Dr Derrick Aarons
HAS the thought ever occurred to you that some of the psychiatric disorders you see in adults might be due to the effects of bullying that they received during childhood?
Well, research has recently shown that this is so.
The largest research study of its kind has revealed just how harmful childhood bullying is, with various anxiety disorders and depression manifesting in adults later on. Paradoxically, bullying usually takes place in secret away from the eyes of adults, and so the only way to become aware of the bullying of children is to be on the lookout for their reluctance or refusal to go to school, failing grades, and social isolation.

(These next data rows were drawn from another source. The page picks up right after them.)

use anyhow::Result;
use serde_json::json;

use doxystub::{MetadataIndex, ModuleSnapshot, NameRegistry, StubEmitter, TypeTranslator};

fn fixture_index() -> MetadataIndex {
    serde_json::from_value(json!({
        "classes": {
            "ns::Robot": {
                "brief": "A simulated robot.",
                "members": {
                    "Robot": {
                        "params": [{ "name": "name", "type": "std::string" }]
                    },
                    "calibrate": {
                        "type": "void",
                        "params": [{ "name": "gain", "type": "double" }],
                        "brief": "Calibrates the sensors",
                        "detailed": [{ "name": "gain", "desc": "filter gain" }],
                        "verbatim": "Call once after power-up.",
                        "returns": "nothing"
                    },
                    "step": {
                        "type": "bool",
                        "params": [{ "name": "dt", "type": "double" }],
                        "brief": "Advances the simulation",
                        "detailed": [{ "name": "dt", "desc": "time step" }],
                        "returns": "true on success"
                    },
                    "frames": {
                        "type": "std::vector<std::string>",
                        "static": true,
                        "params": [{ "name": "n", "type": "int" }],
                        "brief": "Computes X",
                        "detailed": [{ "name": "n", "desc": "frame count" }]
                    },
                    "mass": {
                        "type": "double",
                        "brief": "Total mass"
                    }
                }
            }
        }
    }))
    .expect("fixture index deserializes")
}

fn fixture_snapshot() -> ModuleSnapshot {
    serde_json::from_value(json!({
        "module": "robolib",
        "registry": { "ns::Robot": "Robot" },
        "members": [
            { "name": "Robot", "kind": "class", "members": [
                { "name": "__init__", "kind": "callable",
                  "doc": "__init__( (object)arg1, (str)arg2) -> None :" },
                { "name": "_internal", "kind": "callable" },
                { "name": "calibrate", "kind": "callable" },
                { "name": "frames", "kind": "callable" },
                { "name": "mass", "kind": "attribute" },
                { "name": "step", "kind": "callable" },
                { "name": "tags", "kind": "attribute" }
            ]},
            { "name": "Orphan", "kind": "class", "members": [
                { "name": "values", "kind": "attribute" }
            ]},
            { "name": "_private_fn", "kind": "callable" },
            { "name": "wrap_angle", "kind": "callable",
              "doc": "wrap_angle( (float)angle) -> float :" },
            { "name": "helper", "kind": "callable", "doc": "Free form docs." },
            { "name": "version", "kind": "attribute" }
        ]
    }))
    .expect("fixture snapshot deserializes")
}

fn emit_fixture() -> Result<String> {
    let index = fixture_index();
    let snapshot = fixture_snapshot();
    let registry = NameRegistry::build(&snapshot.module, &snapshot.registry);
    let translator = TypeTranslator::build(
        snapshot
            .registry
            .iter()
            .map(|(native, exposed)| (native.as_str(), exposed.as_str())),
    );

    let mut out = Vec::new();
    let mut emitter = StubEmitter::new(&mut out, &snapshot.module, &index, &registry, &translator);
    emitter.emit_module(&snapshot)?;
    Ok(String::from_utf8(out)?)
}

#[test]
fn stub_starts_with_the_import_header() -> Result<()> {
    let stub = emit_fixture()?;
    assert!(stub.starts_with("import numpy\n"));
    Ok(())
}

#[test]
fn class_brief_is_emitted_under_the_header() -> Result<()> {
    let stub = emit_fixture()?;
    assert!(stub.contains("class Robot:\n  \"\"\"A simulated robot.\"\"\"\n"));
    Ok(())
}

#[test]
fn constructor_resolves_through_the_class_name() -> Result<()> {
    let stub = emit_fixture()?;
    // The documented constructor carries the class's declared parameter, an
    // implicit self, and no return annotation beyond the default.
    let expected = "  def __init__(\n    self: Robot,\n    name: str, # std::string\n\n  ) -> any:\n    ...\n";
    assert!(stub.contains(expected), "missing constructor block:\n{stub}");
    Ok(())
}

#[test]
fn static_method_carries_marker_types_and_doc_body() -> Result<()> {
    let stub = emit_fixture()?;
    let expected = concat!(
        "  @staticmethod\n",
        "  def frames(\n",
        "    n: int, # int\n",
        "\n",
        "  ) -> list[str]:\n",
        "    \"\"\"Computes X\n",
        "\n",
        "    :param n: frame count\"\"\"\n",
        "    ...\n",
    );
    assert!(stub.contains(expected), "missing static block:\n{stub}");
    Ok(())
}

#[test]
fn instance_method_gets_self_and_labeled_docs() -> Result<()> {
    let stub = emit_fixture()?;
    let expected = concat!(
        "  def step(\n",
        "    self: Robot,\n",
        "    dt: float, # double\n",
        "\n",
        "  ) -> bool:\n",
        "    \"\"\"Advances the simulation\n",
        "\n",
        "    :param dt: time step\n",
        "    :return: true on success\"\"\"\n",
        "    ...\n",
    );
    assert!(stub.contains(expected), "missing instance method:\n{stub}");
    Ok(())
}

#[test]
fn remarks_sit_between_param_docs_and_return_description() -> Result<()> {
    let stub = emit_fixture()?;
    let expected = concat!(
        "  def calibrate(\n",
        "    self: Robot,\n",
        "    gain: float, # double\n",
        "\n",
        "  ) -> None:\n",
        "    \"\"\"Calibrates the sensors\n",
        "\n",
        "    :param gain: filter gain\n",
        "    Call once after power-up.\n",
        "    :return: nothing\"\"\"\n",
        "    ...\n",
    );
    assert!(stub.contains(expected), "missing remarks block:\n{stub}");
    Ok(())
}

#[test]
fn full_output_matches_the_golden_stub() -> Result<()> {
    let stub = emit_fixture()?;
    let golden = r#"import numpy
class Robot:
  """A simulated robot."""
  def __init__(
    self: Robot,
    name: str, # std::string

  ) -> any:
    ...

  def calibrate(
    self: Robot,
    gain: float, # double

  ) -> None:
    """Calibrates the sensors

    :param gain: filter gain
    Call once after power-up.
    :return: nothing"""
    ...

  @staticmethod
  def frames(
    n: int, # int

  ) -> list[str]:
    """Computes X

    :param n: frame count"""
    ...

  mass: float # double
  """Total mass"""

  def step(
    self: Robot,
    dt: float, # double

  ) -> bool:
    """Advances the simulation

    :param dt: time step
    :return: true on success"""
    ...

  tags: any


class Orphan:
  values: any


def wrap_angle(
  angle: float,

) -> float:
  ...


def helper(

) -> any:
  ...


"#;
    assert_eq!(stub, golden);
    Ok(())
}

#[test]
fn documented_attribute_keeps_raw_type_and_brief() -> Result<()> {
    let stub = emit_fixture()?;
    assert!(stub.contains("  mass: float # double\n  \"\"\"Total mass\"\"\"\n"));
    Ok(())
}

#[test]
fn undocumented_members_degrade_to_any() -> Result<()> {
    let stub = emit_fixture()?;
    assert!(stub.contains("  tags: any\n"));
    // Orphan has no registry counterpart at all; its attribute still emits.
    assert!(stub.contains("class Orphan:\n  values: any\n"));
    Ok(())
}

#[test]
fn module_callable_falls_back_to_the_prototype() -> Result<()> {
    let stub = emit_fixture()?;
    let expected = "def wrap_angle(\n  angle: float,\n\n) -> float:\n  ...\n";
    assert!(stub.contains(expected), "missing fallback callable:\n{stub}");
    Ok(())
}

#[test]
fn free_form_docstring_emits_a_bare_signature() -> Result<()> {
    let stub = emit_fixture()?;
    assert!(stub.contains("def helper(\n\n) -> any:\n  ...\n"));
    Ok(())
}

#[test]
fn private_names_are_filtered_and_order_is_preserved() -> Result<()> {
    let stub = emit_fixture()?;
    assert!(!stub.contains("_internal"));
    assert!(!stub.contains("_private_fn"));
    // Module-level plain attributes carry no stub entry.
    assert!(!stub.contains("version"));

    let robot = stub.find("class Robot:").expect("Robot emitted");
    let orphan = stub.find("class Orphan:").expect("Orphan emitted");
    let wrap = stub.find("def wrap_angle(").expect("wrap_angle emitted");
    let helper = stub.find("def helper(").expect("helper emitted");
    assert!(robot < orphan && orphan < wrap && wrap < helper);

    assert_eq!(stub.matches("class Robot:").count(), 1);
    assert_eq!(stub.matches("def wrap_angle(").count(), 1);
    Ok(())
}

#[test]
fn parameter_count_matches_the_descriptor_plus_self() -> Result<()> {
    let stub = emit_fixture()?;
    let block_start = stub.find("  def step(").expect("step emitted");
    let block_end = stub[block_start..].find(") -> ").expect("step closes") + block_start;
    let params = stub[block_start..block_end]
        .lines()
        .filter(|line| line.trim_end().ends_with(',') || line.contains(": "))
        .count();
    // One declared parameter plus the implicit self.
    assert_eq!(params, 2);
    Ok(())
}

Published in the JAMA Psychiatry Journal, the research revealed that a poor prognosis or outcome also occurred not only in those who were frequently bullied, but also for those children who witnessed the bullying.

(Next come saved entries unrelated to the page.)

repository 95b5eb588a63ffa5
pub const VERSION: &str = env!("CARGO_PKG_VERSION");
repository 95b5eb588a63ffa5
//! Stub generation for compiled Python extension modules.
//!
//! The pipeline reconciles two descriptions of the same native API surface: a
//! Doxygen-derived metadata index (source-comment documentation) and a
//! reflection snapshot of the already-built extension module. The output is a
//! typed `.pyi`-style interface skeleton with merged documentation.

pub mod cli;
pub mod doxygen;
pub mod emit;
pub mod index;
pub mod proto;
pub mod reflect;
pub mod registry;
pub mod translate;
pub mod utils;
pub mod version;

pub use emit::StubEmitter;
pub use index::{MemberDescriptor, MetadataIndex};
pub use proto::{Prototype, parse_prototype};
pub use reflect::{ExposedMember, MemberShape, ModuleSnapshot};
pub use registry::NameRegistry;
pub use translate::TypeTranslator;
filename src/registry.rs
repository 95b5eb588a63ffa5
//! Bidirectional mapping between native fully-qualified names and the names
//! the compiled module exposes them under.

use std::collections::HashMap;

/// Built once from the snapshot's class registry plus the identity entry for
/// the module's own name, then read-only. Both directions resolve to exactly
/// one counterpart; a miss means the class has no structured documentation
/// and callers fall back to docstring parsing.
#[derive(Clone, Debug, Default)]
pub struct NameRegistry {
    to_exposed: HashMap<String, String>,
    to_native: HashMap<String, String>,
}

impl NameRegistry {
    pub fn build(module: &str, classes: &HashMap<String, String>) -> Self {
        let mut registry = Self::default();
        registry.insert(module, module);
        for (native, exposed) in classes {
            registry.insert(native, exposed);
        }
        registry
    }

    fn insert(&mut self, native: &str, exposed: &str) {
        self.to_exposed.insert(native.to_string(), exposed.to_string());
        self.to_native.insert(exposed.to_string(), native.to_string());
    }

    pub fn native_to_exposed(&self, native: &str) -> Option<&str> {
        self.to_exposed.get(native).map(String::as_str)
    }

    pub fn exposed_to_native(&self, exposed: &str) -> Option<&str> {
        self.to_native.get(exposed).map(String::as_str)
    }
}
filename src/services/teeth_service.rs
use chrono::Utc;
use sea_orm::{ColumnTrait, EntityTrait, QueryFilter, QueryOrder, Set, sea_query::OnConflict};

use crate::{
    db::bounded,
    dto::teeth::ToothWorkChanges,
    entity::{
        TeethWork,
        teeth_work::{ActiveModel, Column, Model as ToothWorkModel},
    },
    error::AppResult,
    models::ToothWork,
    services::missing_patient,
    state::AppState,
};

/// Insert or overwrite the record for one tooth. Repeating the call leaves a
/// single row holding the latest values.
pub async fn upsert_tooth_work(
    state: &AppState,
    patient_id: i32,
    tooth_number: i32,
    changes: ToothWorkChanges,
) -> AppResult<()> {
    let active = ActiveModel {
        patient_id: Set(patient_id),
        tooth_number: Set(tooth_number),
        status: Set(changes.status),
        notes: Set(changes.notes),
        updated_at: Set(Utc::now().into()),
    };
    let upsert = TeethWork::insert(active)
        .on_conflict(
            OnConflict::columns([Column::PatientId, Column::ToothNumber])
                .update_columns([Column::Status, Column::Notes, Column::UpdatedAt])
                .to_owned(),
        )
        .exec_without_returning(&state.orm);
    bounded(state.store_timeout, upsert)
        .await
        .map_err(missing_patient)?;

    tracing::info!(patient_id, tooth_number, "tooth work recorded");
    Ok(())
}

pub async fn list_tooth_work(state: &AppState, patient_id: i32) -> AppResult<Vec<ToothWork>> {
    let rows = bounded(
        state.store_timeout,
        TeethWork::find()
            .filter(Column::PatientId.eq(patient_id))
            .order_by_asc(Column::ToothNumber)
            .all(&state.orm),
    )
    .await?;
    Ok(rows.into_iter().map(tooth_work_from_entity).collect())
}

fn tooth_work_from_entity(model: ToothWorkModel) -> ToothWork {
    ToothWork {
        patient_id: model.patient_id,
        tooth_number: model.tooth_number,
        status: model.status,
        notes: model.notes,
        updated_at: model.updated_at.with_timezone(&Utc),
    }
}
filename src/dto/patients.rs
use serde::Deserialize;
use utoipa::ToSchema;

use super::{FieldCheck, present};
use crate::error::AppError;

#[derive(Debug, Default, Deserialize, ToSchema)]
pub struct CreatePatientRequest {
    pub name: Option<String>,
    pub contact: Option<String>,
    pub medical_history: Option<String>,
}

#[derive(Debug)]
pub struct NewPatient {
    pub name: String,
    pub contact: Option<String>,
    pub medical_history: Option<String>,
}

impl CreatePatientRequest {
    pub fn validate(self) -> Result<NewPatient, AppError> {
        let mut check = FieldCheck::default();
        let name = check.required("name", self.name);
        check.finish(name.map(|name| NewPatient {
            name,
            contact: present(self.contact),
            medical_history: present(self.medical_history),
        }))
    }
}

/// Every field is optional; at least one must be present for the update to run.
#[derive(Debug, Default, Deserialize, ToSchema)]
pub struct UpdatePatientRequest {
    pub name: Option<String>,
    pub contact: Option<String>,
    pub medical_history: Option<String>,
}

#[cfg(test)]
mod tests {
    use super::*;

    #[test]
    fn name_is_required() {
        let err = CreatePatientRequest::default().validate().unwrap_err();
        let AppError::Validation(errors) = err else {
            panic!("expected validation error");
        };
        assert_eq!(errors.len(), 1);
        assert_eq!(errors[0].field, "name");

        let err = CreatePatientRequest {
            name: Some("   ".into()),
            ..Default::default()
        }
        .validate()
        .unwrap_err();
        assert!(matches!(err, AppError::Validation(_)));
    }

    #[test]
    fn optional_fields_drop_blanks() {
        let patient = CreatePatientRequest {
            name: Some(" Jane Doe ".into()),
            contact: Some("".into()),
            medical_history: Some("Asthma".into()),
        }
        .validate()
        .unwrap();
        assert_eq!(patient.name, "Jane Doe");
        assert_eq!(patient.contact, None);
        assert_eq!(patient.medical_history.as_deref(), Some("Asthma"));
    }
}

The study was part of a multi-centre nationwide birth cohort study in Finland, which included more than 60,000 children followed from their birth in 1981 through to adulthood.
At age eight, children were asked whether they were victims of bullying or whether they bullied other children, and if so, how often. Subsequently, during follow-up, researchers determined whether the participants in the study required treatment for psychiatric disorders from ages 16 to 29 years.
PSYCHOSIS, ANXIETY OR DEPRESSION
Among those who had engaged in frequent bullying, 20 per cent of them received a psychiatric diagnosis at the follow-up. For those who had been frequently exposed to bullying, 23 per cent received a psychiatric diagnosis subsequently. For those who both frequently engaged in bullying and who were also frequently exposed to it, 31 per cent were found to have received a psychiatric diagnosis by the time of the follow-up.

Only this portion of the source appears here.